» **Exercise brief**: An exact printout of all the entries is required.

» **Supplied records**:
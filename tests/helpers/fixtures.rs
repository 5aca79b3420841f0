//! Deterministic observation sequences

use gated_kalman::{simulate, Observation, ScenarioConfig, SimpleRng, TrackingInput};
use nalgebra::Vector2;

/// Straight line along x at unit speed, observations equal to truth
pub fn straight_line(n: usize) -> TrackingInput {
    TrackingInput::new((0..n).map(|t| Observation::exact(t as f64, 0.0)).collect())
        .expect("non-empty straight line")
}

/// Constant-velocity truth with observations equal to truth
pub fn exact_constant_velocity(n: usize, start: [f64; 2], velocity: [f64; 2]) -> TrackingInput {
    TrackingInput::new(
        (0..n)
            .map(|t| {
                let t = t as f64;
                Observation::exact(start[0] + velocity[0] * t, start[1] + velocity[1] * t)
            })
            .collect(),
    )
    .expect("non-empty trajectory")
}

/// `straight_line(n)` with the observation at `index` replaced by `outlier`
pub fn straight_line_with_outlier(n: usize, index: usize, outlier: [f64; 2]) -> TrackingInput {
    let observations = straight_line(n)
        .iter()
        .enumerate()
        .map(|(t, obs)| {
            if t == index {
                Observation::new(outlier.into(), obs.truth)
            } else {
                *obs
            }
        })
        .collect();
    TrackingInput::new(observations).expect("non-empty trajectory")
}

/// Seeded noisy scenario
pub fn noisy_scenario(seed: u64, num_steps: usize, measurement_std: f64) -> TrackingInput {
    let config = ScenarioConfig {
        num_steps,
        measurement_std,
        ..ScenarioConfig::default()
    };
    simulate(&config, &mut SimpleRng::new(seed)).expect("valid scenario")
}

/// Shift the observations at `indices` by `offset` away from truth
pub fn inject_outliers(input: &TrackingInput, indices: &[usize], offset: [f64; 2]) -> TrackingInput {
    let observations = input
        .iter()
        .enumerate()
        .map(|(t, obs)| {
            if indices.contains(&t) {
                Observation::new(obs.truth + Vector2::from(offset), obs.truth)
            } else {
                *obs
            }
        })
        .collect();
    TrackingInput::new(observations).expect("non-empty trajectory")
}
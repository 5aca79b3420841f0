//! Shared helpers for integration tests
//!
//! Tolerance assertions and deterministic observation fixtures.

#![allow(dead_code)]

pub mod assertions;
pub mod fixtures;
//! Error types for tracking runs and hyperparameter search
//!
//! Three failure classes exist, each with its own propagation policy:
//! - [`TrackingError::Validation`] aborts before any computation starts
//! - [`TrackingError::SingularCovariance`] is recovered inside a run (predict-only step)
//! - [`TrackingError::InternalInvariant`] aborts the run that raised it

use thiserror::Error;

/// Errors raised by the estimator, the gate, and the drivers above them
#[derive(Error, Debug, Clone, PartialEq)]
pub enum TrackingError {
    /// Malformed input sequences or configuration
    #[error("Validation failed: {description}")]
    Validation {
        /// What was wrong with the input
        description: String,
    },

    /// A covariance matrix could not be inverted
    #[error("Singular covariance ({context}): condition number {condition:.3e}")]
    SingularCovariance {
        /// Which matrix failed (e.g. "innovation covariance")
        context: String,
        /// Condition number at the time of failure (infinite for exact singularity)
        condition: f64,
    },

    /// Arithmetic produced a result that violates a filter invariant
    #[error("Internal invariant violated: {description}")]
    InternalInvariant {
        /// Which invariant broke and by how much
        description: String,
    },
}

impl TrackingError {
    pub(crate) fn validation(description: impl Into<String>) -> Self {
        TrackingError::Validation {
            description: description.into(),
        }
    }

    pub(crate) fn invariant(description: impl Into<String>) -> Self {
        TrackingError::InternalInvariant {
            description: description.into(),
        }
    }

    /// True for errors a run recovers from by degrading to predict-only
    #[inline]
    pub fn is_recoverable(&self) -> bool {
        matches!(self, TrackingError::SingularCovariance { .. })
    }
}

/// Crate-wide result alias
pub type Result<T> = std::result::Result<T, TrackingError>;

#[cfg(test)]
mod tests {
    use super::*;

    #[test]
    fn test_error_display() {
        let err = TrackingError::SingularCovariance {
            context: "innovation covariance".to_string(),
            condition: f64::INFINITY,
        };
        assert!(err.to_string().contains("innovation covariance"));

        let err = TrackingError::validation("noisy_x has 3 samples, expected 4");
        assert!(err.to_string().contains("noisy_x"));
        assert!(err.to_string().starts_with("Validation failed"));
    }

    #[test]
    fn test_recoverable() {
        let singular = TrackingError::SingularCovariance {
            context: "S".to_string(),
            condition: 1e20,
        };
        assert!(singular.is_recoverable());
        assert!(!TrackingError::invariant("P[0,0] = -1").is_recoverable());
        assert!(!TrackingError::validation("empty").is_recoverable());
    }
}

» **Solution to the exercise**:
filename tests/helpers/fixtures.rs
repository 5aca79b3420841f0
//! Deterministic observation sequences

use gated_kalman::{simulate, Observation, ScenarioConfig, SimpleRng, TrackingInput};
use nalgebra::Vector2;

/// Straight line along x at unit speed, observations equal to truth
pub fn straight_line(n: usize) -> TrackingInput {
    TrackingInput::new((0..n).map(|t| Observation::exact(t as f64, 0.0)).collect())
        .expect("non-empty straight line")
}

/// Constant-velocity truth with observations equal to truth
pub fn exact_constant_velocity(n: usize, start: [f64; 2], velocity: [f64; 2]) -> TrackingInput {
    TrackingInput::new(
        (0..n)
            .map(|t| {
                let t = t as f64;
                Observation::exact(start[0] + velocity[0] * t, start[1] + velocity[1] * t)
            })
            .collect(),
    )
    .expect("non-empty trajectory")
}

/// `straight_line(n)` with the observation at `index` replaced by `outlier`
pub fn straight_line_with_outlier(n: usize, index: usize, outlier: [f64; 2]) -> TrackingInput {
    let observations = straight_line(n)
        .iter()
        .enumerate()
        .map(|(t, obs)| {
            if t == index {
                Observation::new(outlier.into(), obs.truth)
            } else {
                *obs
            }
        })
        .collect();
    TrackingInput::new(observations).expect("non-empty trajectory")
}

/// Seeded noisy scenario
pub fn noisy_scenario(seed: u64, num_steps: usize, measurement_std: f64) -> TrackingInput {
    let config = ScenarioConfig {
        num_steps,
        measurement_std,
        ..ScenarioConfig::default()
    };
    simulate(&config, &mut SimpleRng::new(seed)).expect("valid scenario")
}

/// Shift the observations at `indices` by `offset` away from truth
pub fn inject_outliers(input: &TrackingInput, indices: &[usize], offset: [f64; 2]) -> TrackingInput {
    let observations = input
        .iter()
        .enumerate()
        .map(|(t, obs)| {
            if indices.contains(&t) {
                Observation::new(obs.truth + Vector2::from(offset), obs.truth)
            } else {
                *obs
            }
        })
        .collect();
    TrackingInput::new(observations).expect("non-empty trajectory")
}
repository 5aca79b3420841f0
//! Shared helpers for integration tests
//!
//! Tolerance assertions and deterministic observation fixtures.

#![allow(dead_code)]

pub mod assertions;
pub mod fixtures;
//! Error types for tracking runs and hyperparameter search
//!
//! Three failure classes exist, each with its own propagation policy:
//! - [`TrackingError::Validation`] aborts before any computation starts
//! - [`TrackingError::SingularCovariance`] is recovered inside a run (predict-only step)
//! - [`TrackingError::InternalInvariant`] aborts the run that raised it

use thiserror::Error;

/// Errors raised by the estimator, the gate, and the drivers above them
#[derive(Error, Debug, Clone, PartialEq)]
pub enum TrackingError {
    /// Malformed input sequences or configuration
    #[error("Validation failed: {description}")]
    Validation {
        /// What was wrong with the input
        description: String,
    },

    /// A covariance matrix could not be inverted
    #[error("Singular covariance ({context}): condition number {condition:.3e}")]
    SingularCovariance {
        /// Which matrix failed (e.g. "innovation covariance")
        context: String,
        /// Condition number at the time of failure (infinite for exact singularity)
        condition: f64,
    },

    /// Arithmetic produced a result that violates a filter invariant
    #[error("Internal invariant violated: {description}")]
    InternalInvariant {
        /// Which invariant broke and by how much
        description: String,
    },
}

impl TrackingError {
    pub(crate) fn validation(description: impl Into<String>) -> Self {
        TrackingError::Validation {
            description: description.into(),
        }
    }

    pub(crate) fn invariant(description: impl Into<String>) -> Self {
        TrackingError::InternalInvariant {
            description: description.into(),
        }
    }

    /// True for errors a run recovers from by degrading to predict-only
    #[inline]
    pub fn is_recoverable(&self) -> bool {
        matches!(self, TrackingError::SingularCovariance { .. })
    }
}

/// Crate-wide result alias
pub type Result<T> = std::result::Result<T, TrackingError>;

#[cfg(test)]
mod tests {
    use super::*;

    #[test]
    fn test_error_display() {
        let err = TrackingError::SingularCovariance {
            context: "innovation covariance".to_string(),
            condition: f64::INFINITY,
        };
        assert!(err.to_string().contains("innovation covariance"));

        let err = TrackingError::validation("noisy_x has 3 samples, expected 4");
        assert!(err.to_string().contains("noisy_x"));
        assert!(err.to_string().starts_with("Validation failed"));
    }

    #[test]
    fn test_recoverable() {
        let singular = TrackingError::SingularCovariance {
            context: "S".to_string(),
            condition: 1e20,
        };
        assert!(singular.is_recoverable());
        assert!(!TrackingError::invariant("P[0,0] = -1").is_recoverable());
        assert!(!TrackingError::validation("empty").is_recoverable());
    }
}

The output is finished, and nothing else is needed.